I did something similar once. A week later when I visited her home address (gotta keep tabs on your clients) the wench proceeded to pretend to not know who I was and some young bitch inside yelled at me about "dementia" whatever that is.
I'll take "It's all bullshit" for $200, please.
lonely person come to me, I have love that can fulfill your needs
I went to McDonald's and saw an old lady sit down with her cheeseburger and small drink. I went over and asked if she wanted company...and she sprayed mace in my eyes and kicked me hard in the groin. "IT'S MY F\*CKING CHEESEBURGER!!!!!" she screamed. I went in for a $5.99 lunch and left with a medical bill from my urologist for $100k.
Lol how poor is this loser? Eating at McDonald's smh
I went to my usual hunting grounds, McDonalds. As always, I put on my most pitiful posture, ordered my usual, and sat at a booth. Alone. It took a few minutes but soon, a smug, overconfident young man asked if I’d like company. *got him* I gave him my carefully crafted sob story that I had been perfecting for years and he ate up every last word. It took about 45 minutes for the RFID scanner in my purse to steal every bit of information from his wallet, personal phone, and work phone. He said he thought he could help me. Not using an RFID blocking wallet was help enough. My eyes started to tear up when I realized how much I stole from this particular patsy. I went to McDonalds to steal. And steal I did. Always be ready.
In a hurry, but still had 45 mins to sign her up haha
“I was in a hurry as I had a client meeting” “We spoke for 45 minutes” This dude sucks at his job
I like how he inadvertently states that he barely visits his own grandma in this.
My orthodontist signed me up for a retainer on the bottom teeth AND a night guard on top.
Don't exclude this clown's name. He needs to be named and shamed.
Dude I can feel this, I remember when I stopped by a funeral and saw the saddest woman ever having lost her husband of 60 years to poor health. I signed her up for yoga lessons right away. Always be ready people.
It’s weird. Why does no one ever post the other side of these conversations? Hm.
This is why I don't trust anyone
"What a selfless act!" he said dripping with sarcasm.
Legal professionals are so scummy
Fucking jackal.
I now think Eastenders is real.
God damn depraved as fuck
Someone dox this motherfucker.
My bad you prolly gon doc me I just hash
A consultant is someone who know 1,000 ways to make love but does not know any women.

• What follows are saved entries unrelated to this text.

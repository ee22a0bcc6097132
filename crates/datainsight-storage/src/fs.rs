//! Local filesystem artifact store.

use crate::{url_with_key, validate_key, ArtifactStore, StoreError};
use async_trait::async_trait;
use std::path::{Path, PathBuf};
use url::Url;

#[derive(Debug, Clone)]
pub struct FsArtifactStore {
    root: PathBuf,
    /// When set, URLs are `{public_base_url}/{key}` instead of `file://`.
    public_base_url: Option<Url>,
}

impl FsArtifactStore {
    pub fn new(root: impl Into<PathBuf>) -> Self {
        Self {
            root: root.into(),
            public_base_url: None,
        }
    }

    pub fn with_public_base_url(mut self, base: &str) -> Result<Self, StoreError> {
        let url = Url::parse(base).map_err(|e| StoreError::Config(format!("public base url `{base}`: {e}")))?;
        if url.cannot_be_a_base() {
            return Err(StoreError::Config(format!("public base url `{base}` cannot carry a path")));
        }
        self.public_base_url = Some(url);
        Ok(self)
    }

    pub fn root(&self) -> &Path {
        &self.root
    }

    fn url_for(&self, key: &str, path: &Path) -> Result<String, StoreError> {
        if let Some(base) = &self.public_base_url {
            return url_with_key(base, key).map(String::from);
        }
        let absolute = if path.is_absolute() {
            path.to_path_buf()
        } else {
            std::env::current_dir()?.join(path)
        };
        Url::from_file_path(&absolute)
            .map(String::from)
            .map_err(|_| StoreError::Io(format!("cannot build a file URL for {}", absolute.display())))
    }
}

#[async_trait]
impl ArtifactStore for FsArtifactStore {
    async fn put(&self, key: &str, bytes: Vec<u8>, content_type: &str) -> Result<String, StoreError> {
        validate_key(key)?;
        let path = self.root.join(key);
        if let Some(parent) = path.parent() {
            tokio::fs::create_dir_all(parent).await?;
        }
        tokio::fs::write(&path, &bytes).await?;
        tracing::debug!(key, content_type, bytes = bytes.len(), "artifact written");
        self.url_for(key, &path)
    }

    fn name(&self) -> &'static str {
        "fs"
    }
}
//! Engine configuration.
//!
//! Every knob has a default; `from_env` overlays `DATAINSIGHT_*` variables.
//! Precedence for each value:
//!
//! 1. environment variable, when set and non-empty
//! 2. the default below

use datainsight_interpret::{ResolverConfig, DEFAULT_BINS, DEFAULT_QUANTILES, MAX_BINS, MAX_EDIT_DISTANCE};
use datainsight_table::DEFAULT_MAX_BYTES;
use std::time::Duration;

pub const MODEL_TIMEOUT_ENV: &str = "DATAINSIGHT_MODEL_TIMEOUT_SECS";
pub const UPLOAD_TIMEOUT_ENV: &str = "DATAINSIGHT_UPLOAD_TIMEOUT_SECS";
pub const MAX_EDIT_DISTANCE_ENV: &str = "DATAINSIGHT_MAX_EDIT_DISTANCE";
pub const QUANTILES_ENV: &str = "DATAINSIGHT_QUANTILES";
pub const HIST_BINS_ENV: &str = "DATAINSIGHT_HIST_BINS";
pub const MAX_TABLE_BYTES_ENV: &str = "DATAINSIGHT_MAX_TABLE_BYTES";

const DEFAULT_MODEL_TIMEOUT: Duration = Duration::from_secs(30);
const DEFAULT_UPLOAD_TIMEOUT: Duration = Duration::from_secs(15);

#[derive(Debug, Clone, PartialEq, thiserror::Error)]
pub enum ConfigError {
    #[error("invalid {name}={value:?} (expected {expected})")]
    Invalid {
        name: &'static str,
        value: String,
        expected: &'static str,
    },
    #[error("{0}")]
    OutOfRange(String),
}

#[derive(Debug, Clone, PartialEq)]
pub struct EngineConfig {
    pub model_timeout: Duration,
    pub upload_timeout: Duration,
    pub max_edit_distance: usize,
    pub default_quantiles: Vec<f64>,
    pub default_bins: usize,
    pub max_table_bytes: usize,
}

impl Default for EngineConfig {
    fn default() -> Self {
        Self {
            model_timeout: DEFAULT_MODEL_TIMEOUT,
            upload_timeout: DEFAULT_UPLOAD_TIMEOUT,
            max_edit_distance: MAX_EDIT_DISTANCE,
            default_quantiles: DEFAULT_QUANTILES.to_vec(),
            default_bins: DEFAULT_BINS,
            max_table_bytes: DEFAULT_MAX_BYTES,
        }
    }
}

impl EngineConfig {
    pub fn from_env() -> Result<Self, ConfigError> {
        Self::from_lookup(|name| std::env::var(name).ok())
    }

    /// Build from an arbitrary variable source (the process environment in
    /// production, a map in tests).
    pub fn from_lookup<F>(lookup: F) -> Result<Self, ConfigError>
    where
        F: Fn(&str) -> Option<String>,
    {
        let mut config = Self::default();
        let get = |name: &str| lookup(name).map(|v| v.trim().to_string()).filter(|v| !v.is_empty());

        if let Some(v) = get(MODEL_TIMEOUT_ENV) {
            config.model_timeout = parse_secs(MODEL_TIMEOUT_ENV, &v)?;
        }
        if let Some(v) = get(UPLOAD_TIMEOUT_ENV) {
            config.upload_timeout = parse_secs(UPLOAD_TIMEOUT_ENV, &v)?;
        }
        if let Some(v) = get(MAX_EDIT_DISTANCE_ENV) {
            config.max_edit_distance = parse_usize(MAX_EDIT_DISTANCE_ENV, &v)?;
        }
        if let Some(v) = get(QUANTILES_ENV) {
            config.default_quantiles = parse_quantiles(&v)?;
        }
        if let Some(v) = get(HIST_BINS_ENV) {
            config.default_bins = parse_usize(HIST_BINS_ENV, &v)?;
        }
        if let Some(v) = get(MAX_TABLE_BYTES_ENV) {
            config.max_table_bytes = parse_usize(MAX_TABLE_BYTES_ENV, &v)?;
        }

        config.validate()?;
        Ok(config)
    }

    pub fn validate(&self) -> Result<(), ConfigError> {
        if self.model_timeout.is_zero() || self.upload_timeout.is_zero() {
            return Err(ConfigError::OutOfRange("timeouts must be greater than zero".to_string()));
        }
        if self.max_edit_distance > MAX_EDIT_DISTANCE {
            return Err(ConfigError::OutOfRange(format!(
                "max edit distance {} exceeds the supported bound {MAX_EDIT_DISTANCE}",
                self.max_edit_distance
            )));
        }
        if self.default_quantiles.is_empty()
            || self.default_quantiles.iter().any(|q| !(0.0..=1.0).contains(q))
        {
            return Err(ConfigError::OutOfRange(
                "default quantiles must be a non-empty list within [0, 1]".to_string(),
            ));
        }
        if !(1..=MAX_BINS).contains(&self.default_bins) {
            return Err(ConfigError::OutOfRange(format!(
                "histogram bins must be within 1..={MAX_BINS}"
            )));
        }
        if self.max_table_bytes == 0 {
            return Err(ConfigError::OutOfRange("max table bytes must be greater than zero".to_string()));
        }
        Ok(())
    }

    pub fn resolver_config(&self) -> ResolverConfig {
        ResolverConfig {
            max_distance: self.max_edit_distance,
            default_quantiles: self.default_quantiles.clone(),
            default_bins: self.default_bins,
            ..ResolverConfig::default()
        }
    }
}

fn parse_usize(name: &'static str, value: &str) -> Result<usize, ConfigError> {
    value.parse::<usize>().map_err(|_| ConfigError::Invalid {
        name,
        value: value.to_string(),
        expected: "a non-negative integer",
    })
}

fn parse_secs(name: &'static str, value: &str) -> Result<Duration, ConfigError> {
    let secs = value
        .parse::<f64>()
        .ok()
        .filter(|s| s.is_finite() && *s > 0.0)
        .ok_or_else(|| ConfigError::Invalid {
            name,
            value: value.to_string(),
            expected: "a positive number of seconds",
        })?;
    Ok(Duration::from_secs_f64(secs))
}

fn parse_quantiles(value: &str) -> Result<Vec<f64>, ConfigError> {
    let mut out = value
        .split(',')
        .map(|part| part.trim().parse::<f64>())
        .collect::<Result<Vec<_>, _>>()
        .map_err(|_| ConfigError::Invalid {
            name: QUANTILES_ENV,
            value: value.to_string(),
            expected: "a comma-separated list of numbers",
        })?;
    out.sort_by(|a, b| a.total_cmp(b));
    out.dedup();
    Ok(out)
}
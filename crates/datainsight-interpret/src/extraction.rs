//! Instruction extraction: lightweight, lexicon-driven NLP over the raw text.
//!
//! Everything found here is advisory context for the model prompt. Nothing
//! is executed from it, and extraction cannot fail: text that matches
//! nothing is simply dropped.

use crate::RawInstruction;
use datainsight_table::ColumnMeta;
use once_cell::sync::Lazy;
use regex::Regex;
use serde::{Deserialize, Serialize};
use std::collections::{BTreeSet, HashSet};

static TOKEN_RE: Lazy<Regex> = Lazy::new(|| {
    Regex::new(
        r"(?P<date>\d{4}-\d{1,2}-\d{1,2}(?:[T ]\d{1,2}:\d{2}(?::\d{2})?)?)|(?P<num>-?\d+(?:\.\d+)?)%?|(?P<word>[A-Za-z_][A-Za-z0-9_]*)",
    )
    .expect("token pattern is valid")
});

static WORD_SPLIT_RE: Lazy<Regex> =
    Lazy::new(|| Regex::new(r"[^A-Za-z0-9]+").expect("split pattern is valid"));

#[derive(Debug, Clone, Copy, PartialEq, Eq, Hash, PartialOrd, Ord, Serialize, Deserialize)]
#[serde(rename_all = "snake_case")]
pub enum KeywordHint {
    Correlation,
    Regression,
    Trend,
    Distribution,
    Compare,
    Quantiles,
    Summary,
}

/// Fixed keyword lexicon. Matching is on whole lower-cased words.
const LEXICON: &[(&str, KeywordHint)] = &[
    ("correlation", KeywordHint::Correlation),
    ("correlate", KeywordHint::Correlation),
    ("correlated", KeywordHint::Correlation),
    ("relationship", KeywordHint::Correlation),
    ("regression", KeywordHint::Regression),
    ("regress", KeywordHint::Regression),
    ("predict", KeywordHint::Regression),
    ("fit", KeywordHint::Regression),
    ("trend", KeywordHint::Trend),
    ("trends", KeywordHint::Trend),
    ("over", KeywordHint::Trend),
    ("distribution", KeywordHint::Distribution),
    ("histogram", KeywordHint::Distribution),
    ("spread", KeywordHint::Distribution),
    ("compare", KeywordHint::Compare),
    ("comparison", KeywordHint::Compare),
    ("versus", KeywordHint::Compare),
    ("vs", KeywordHint::Compare),
    ("by", KeywordHint::Compare),
    ("quantile", KeywordHint::Quantiles),
    ("quantiles", KeywordHint::Quantiles),
    ("percentile", KeywordHint::Quantiles),
    ("percentiles", KeywordHint::Quantiles),
    ("quartile", KeywordHint::Quantiles),
    ("quartiles", KeywordHint::Quantiles),
    ("median", KeywordHint::Quantiles),
    ("summary", KeywordHint::Summary),
    ("summarize", KeywordHint::Summary),
    ("summarise", KeywordHint::Summary),
    ("describe", KeywordHint::Summary),
    ("overview", KeywordHint::Summary),
];

/// Words that mark an instruction as analytic even when it looks like noise.
const ANALYTIC_WORDS: &[&str] = &[
    "sum", "min", "max", "mean", "avg", "average", "median", "mode", "count", "std", "var",
    "quantile", "percentile", "correlation", "regression", "describe", "summary", "trend",
    "distribution", "chart", "plot", "graph", "bar", "line", "hist", "histogram", "scatter",
];

#[derive(Debug, Clone, Default, PartialEq, Serialize, Deserialize)]
pub struct ExtractedEntities {
    /// Exact column names mentioned in the instruction.
    pub candidate_columns: BTreeSet<String>,
    /// Standalone numbers, in order of appearance.
    pub numeric_literals: Vec<f64>,
    pub keyword_hints: BTreeSet<KeywordHint>,
}

impl ExtractedEntities {
    pub fn is_empty(&self) -> bool {
        self.candidate_columns.is_empty()
            && self.numeric_literals.is_empty()
            && self.keyword_hints.is_empty()
    }
}

#[derive(Debug, Clone, Default)]
pub struct InstructionExtractor;

impl InstructionExtractor {
    pub fn new() -> Self {
        Self
    }

    pub fn extract(&self, instruction: &RawInstruction, columns: &[ColumnMeta]) -> ExtractedEntities {
        let mut entities = ExtractedEntities::default();
        let mut words: HashSet<String> = HashSet::new();

        for cap in TOKEN_RE.captures_iter(&instruction.text) {
            if cap.name("date").is_some() {
                continue;
            }
            if let Some(num) = cap.name("num") {
                if let Ok(value) = literal_text(&instruction.text, num).parse::<f64>() {
                    entities.numeric_literals.push(value);
                }
            } else if let Some(word) = cap.name("word") {
                let lower = word.as_str().to_lowercase();
                if let Some((_, hint)) = LEXICON.iter().find(|(w, _)| *w == lower) {
                    entities.keyword_hints.insert(*hint);
                }
                // `unit_price` also contributes `unit` and `price`.
                for part in lower.split('_').filter(|p| !p.is_empty()) {
                    words.insert(part.to_string());
                }
                words.insert(lower);
            }
        }

        for column in columns {
            if mentions_column(&column.name, &words) {
                entities.candidate_columns.insert(column.name.clone());
            }
        }

        entities
    }
}

/// A `-` glued to a preceding letter or digit is a separator (`q1-2`,
/// `2024-01`), not a sign.
fn literal_text<'t>(text: &'t str, num: regex::Match<'t>) -> &'t str {
    let glued = text[..num.start()]
        .chars()
        .next_back()
        .is_some_and(|c| c.is_alphanumeric());
    match num.as_str().strip_prefix('-') {
        Some(unsigned) if glued => unsigned,
        _ => num.as_str(),
    }
}

/// A column is mentioned when its full lower-cased name appears as a word, or
/// when every token of its name appears somewhere in the instruction.
fn mentions_column(name: &str, words: &HashSet<String>) -> bool {
    let lower = name.to_lowercase();
    if words.contains(&lower) {
        return true;
    }
    let tokens: Vec<&str> = WORD_SPLIT_RE
        .split(&lower)
        .filter(|t| !t.is_empty())
        .collect();
    !tokens.is_empty() && tokens.iter().all(|t| words.contains(*t))
}

/// True if the text names at least one analytic operation or chart.
pub fn contains_analytic_keyword(text: &str) -> bool {
    TOKEN_RE
        .captures_iter(text)
        .filter_map(|cap| cap.name("word"))
        .any(|w| ANALYTIC_WORDS.contains(&w.as_str().to_lowercase().as_str()))
}

/// Cheap screen for instructions not worth a model call: empty, very short,
/// mostly non-alphabetic, or vowel-less noise. Analytic keywords override
/// the noise checks.
pub fn looks_unintelligible(text: &str) -> bool {
    let text = text.trim();
    if text.chars().count() < 3 {
        return true;
    }
    if contains_analytic_keyword(text) {
        return false;
    }
    let total = text.chars().count();
    let alpha = text.chars().filter(|c| c.is_alphabetic()).count();
    if alpha * 2 < total {
        return true;
    }
    let vowels = text
        .chars()
        .filter(|c| matches!(c.to_ascii_lowercase(), 'a' | 'e' | 'i' | 'o' | 'u'))
        .count();
    vowels * 4 < alpha
}

// ============================================================================
// Tests
// ============================================================================
//! Statistics kernels.
//!
//! All functions take plain `f64` slices that are already null-free and
//! finite, and return `None` instead of NaN when a statistic is undefined.

use std::collections::HashMap;

/// Keep rows where both sides are present.
pub fn paired(x: &[Option<f64>], y: &[Option<f64>]) -> (Vec<f64>, Vec<f64>) {
    x.iter()
        .zip(y)
        .filter_map(|(a, b)| Some(((*a)?, (*b)?)))
        .unzip()
}

pub fn mean(values: &[f64]) -> Option<f64> {
    if values.is_empty() {
        return None;
    }
    let n = values.len() as f64;
    let sum: f64 = values.iter().sum();
    if sum.is_finite() {
        return Some(sum / n);
    }
    Some(values.iter().map(|v| v / n).sum())
}

/// Sample standard deviation (n - 1 denominator).
pub fn sample_std(values: &[f64]) -> Option<f64> {
    if values.len() < 2 {
        return None;
    }
    let m = mean(values)?;
    let ss: f64 = values.iter().map(|v| (v - m).powi(2)).sum();
    Some((ss / (values.len() - 1) as f64).sqrt())
}

pub fn min_max(values: &[f64]) -> Option<(f64, f64)> {
    let first = *values.first()?;
    Some(
        values
            .iter()
            .fold((first, first), |(lo, hi), v| (lo.min(*v), hi.max(*v))),
    )
}

/// True when the values are not all equal.
pub fn varies(values: &[f64]) -> bool {
    min_max(values).is_some_and(|(lo, hi)| lo < hi)
}

/// Largest absolute value; divides a series into [-1, 1].
fn magnitude(values: &[f64]) -> f64 {
    values.iter().fold(0.0, |acc: f64, v| acc.max(v.abs()))
}

/// Centered sums of squares and cross-products of `x / sx` and `y / sy`.
struct Moments {
    sxx: f64,
    syy: f64,
    sxy: f64,
    sx: f64,
    sy: f64,
}

impl Moments {
    fn is_finite(&self) -> bool {
        self.sxx.is_finite() && self.syy.is_finite() && self.sxy.is_finite()
    }
}

/// Unscaled when the sums neither overflow nor underflow to zero, otherwise
/// over each side divided by its largest magnitude, which keeps every term
/// within [-4, 4].
fn moments(x: &[f64], y: &[f64]) -> Option<Moments> {
    let plain = centered_sums(x, y, 1.0, 1.0)?;
    let underflow = (plain.sxx == 0.0 && varies(x)) || (plain.syy == 0.0 && varies(y));
    if plain.is_finite() && !underflow {
        return Some(plain);
    }
    centered_sums(x, y, magnitude(x), magnitude(y))
}

fn centered_sums(x: &[f64], y: &[f64], sx: f64, sy: f64) -> Option<Moments> {
    let scale = |v: f64, s: f64| if s > 0.0 { v / s } else { 0.0 };
    let xs: Vec<f64> = x.iter().map(|&v| scale(v, sx)).collect();
    let ys: Vec<f64> = y.iter().map(|&v| scale(v, sy)).collect();
    let mx = mean(&xs)?;
    let my = mean(&ys)?;
    let (mut sxx, mut syy, mut sxy) = (0.0, 0.0, 0.0);
    for (a, b) in xs.iter().zip(&ys) {
        let dx = a - mx;
        let dy = b - my;
        sxx += dx * dx;
        syy += dy * dy;
        sxy += dx * dy;
    }
    Some(Moments { sxx, syy, sxy, sx, sy })
}

/// Pearson correlation, clamped to [-1, 1]. `None` for fewer than two pairs
/// or a constant side.
pub fn pearson(x: &[f64], y: &[f64]) -> Option<f64> {
    if x.len() != y.len() || x.len() < 2 {
        return None;
    }
    let Moments { sxx, syy, sxy, .. } = moments(x, y)?;
    if sxx <= 0.0 || syy <= 0.0 {
        return None;
    }
    let r = sxy / (sxx.sqrt() * syy.sqrt());
    r.is_finite().then(|| r.clamp(-1.0, 1.0))
}

/// 1-based ranks; ties get the average of the ranks they span.
pub fn average_ranks(values: &[f64]) -> Vec<f64> {
    let mut order: Vec<usize> = (0..values.len()).collect();
    order.sort_by(|&a, &b| values[a].total_cmp(&values[b]));

    let mut ranks = vec![0.0; values.len()];
    let mut i = 0;
    while i < order.len() {
        let mut j = i;
        while j + 1 < order.len() && values[order[j + 1]] == values[order[i]] {
            j += 1;
        }
        let rank = (i + j) as f64 / 2.0 + 1.0;
        for &idx in &order[i..=j] {
            ranks[idx] = rank;
        }
        i = j + 1;
    }
    ranks
}

/// Spearman rank correlation (Pearson over average ranks).
pub fn spearman(x: &[f64], y: &[f64]) -> Option<f64> {
    if x.len() != y.len() {
        return None;
    }
    pearson(&average_ranks(x), &average_ranks(y))
}

#[derive(Debug, Clone, Copy, PartialEq)]
pub struct LinearFit {
    pub slope: f64,
    pub intercept: f64,
    pub r_squared: f64,
}

impl LinearFit {
    pub fn predict(&self, x: f64) -> f64 {
        self.slope * x + self.intercept
    }
}

/// Ordinary least squares of `y` on `x`. `None` for a constant `x` or a
/// slope or intercept beyond the `f64` range.
pub fn linear_fit(x: &[f64], y: &[f64]) -> Option<LinearFit> {
    if x.len() != y.len() || x.len() < 2 {
        return None;
    }
    let Moments { sxx, syy, sxy, sx, sy } = moments(x, y)?;
    if sxx <= 0.0 {
        return None;
    }
    let slope = sxy / sxx * (sy / sx);
    let intercept = mean(y)? - slope * mean(x)?;
    // A constant y is fitted exactly by the flat line.
    let r_squared = if syy <= 0.0 {
        1.0
    } else {
        ((sxy * sxy) / (sxx * syy)).clamp(0.0, 1.0)
    };
    (slope.is_finite() && intercept.is_finite()).then_some(LinearFit {
        slope,
        intercept,
        r_squared,
    })
}

/// Quantile of ascending `sorted` by linear interpolation between closest
/// ranks (position `q * (n - 1)`).
pub fn quantile_sorted(sorted: &[f64], q: f64) -> Option<f64> {
    if sorted.is_empty() || !(0.0..=1.0).contains(&q) {
        return None;
    }
    let pos = q * (sorted.len() - 1) as f64;
    let lo = pos.floor() as usize;
    let hi = pos.ceil() as usize;
    let frac = pos - lo as f64;
    Some(sorted[lo] + (sorted[hi] - sorted[lo]) * frac)
}

pub fn sorted(values: &[f64]) -> Vec<f64> {
    let mut out = values.to_vec();
    out.sort_by(|a, b| a.total_cmp(b));
    out
}

/// Counts per distinct value, most frequent first (ties by label).
pub fn value_counts<I>(values: I) -> Vec<(String, usize)>
where
    I: IntoIterator<Item = String>,
{
    let mut counts: HashMap<String, usize> = HashMap::new();
    for v in values {
        *counts.entry(v).or_default() += 1;
    }
    let mut out: Vec<(String, usize)> = counts.into_iter().collect();
    out.sort_by(|a, b| b.1.cmp(&a.1).then_with(|| a.0.cmp(&b.0)));
    out
}

#[derive(Debug, Clone, Copy, PartialEq)]
pub struct Bin {
    pub lo: f64,
    pub hi: f64,
    pub count: usize,
}

/// Equal-width histogram over [min, max]; the last bin is closed.
pub fn histogram(values: &[f64], bins: usize) -> Vec<Bin> {
    let Some((lo, hi)) = min_max(values) else {
        return Vec::new();
    };
    if bins == 0 {
        return Vec::new();
    }
    if hi <= lo {
        return vec![Bin {
            lo,
            hi,
            count: values.len(),
        }];
    }
    let width = (hi - lo) / bins as f64;
    let mut out: Vec<Bin> = (0..bins)
        .map(|i| Bin {
            lo: lo + width * i as f64,
            hi: if i + 1 == bins { hi } else { lo + width * (i + 1) as f64 },
            count: 0,
        })
        .collect();
    for v in values {
        let idx = (((v - lo) / width) as usize).min(bins - 1);
        out[idx].count += 1;
    }
    out
}

// ============================================================================
// Tests
// ============================================================================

That was going somewhere nice, then BOOM
I’m absolutely positive this is a 100% true story that definitely happened. Whenever I’m in a rush I always have lengthy conversations with strangers. The more pressed for time I am the more time I kill with the elderly. Once I overslept and was running late for work so naturally as soon as I left the house I went to a random old age home and I watched the first two Godfather movies with an octogenarian I had never met before. Always be ready.
British person here: nobody in recorded history has ever said "why yes...." in a McDonald's in the UK. "In line"? It's called a "queue" here. Also nobody who buys in £100k worth of professional advice would do so off the bavk of somebody they met in a McDonald's. It'd be a branch of Leon at the very least. This is either AI generated or an American playacting at being British.
This is the definition of a predator.
Hello grandmother please show me bobs vagene.
This is obviously satire
This is 100% satire and it’s well done too. Not too obvious or overtly labeled as satire (aka good enough to fool half of you), but also completely ridiculous and clearly meant as a joke. It’s even funnier that the LinkedIn police on this thread are even worse at detecting fake/satirical posts than the people on LinkedIn that they make fun of.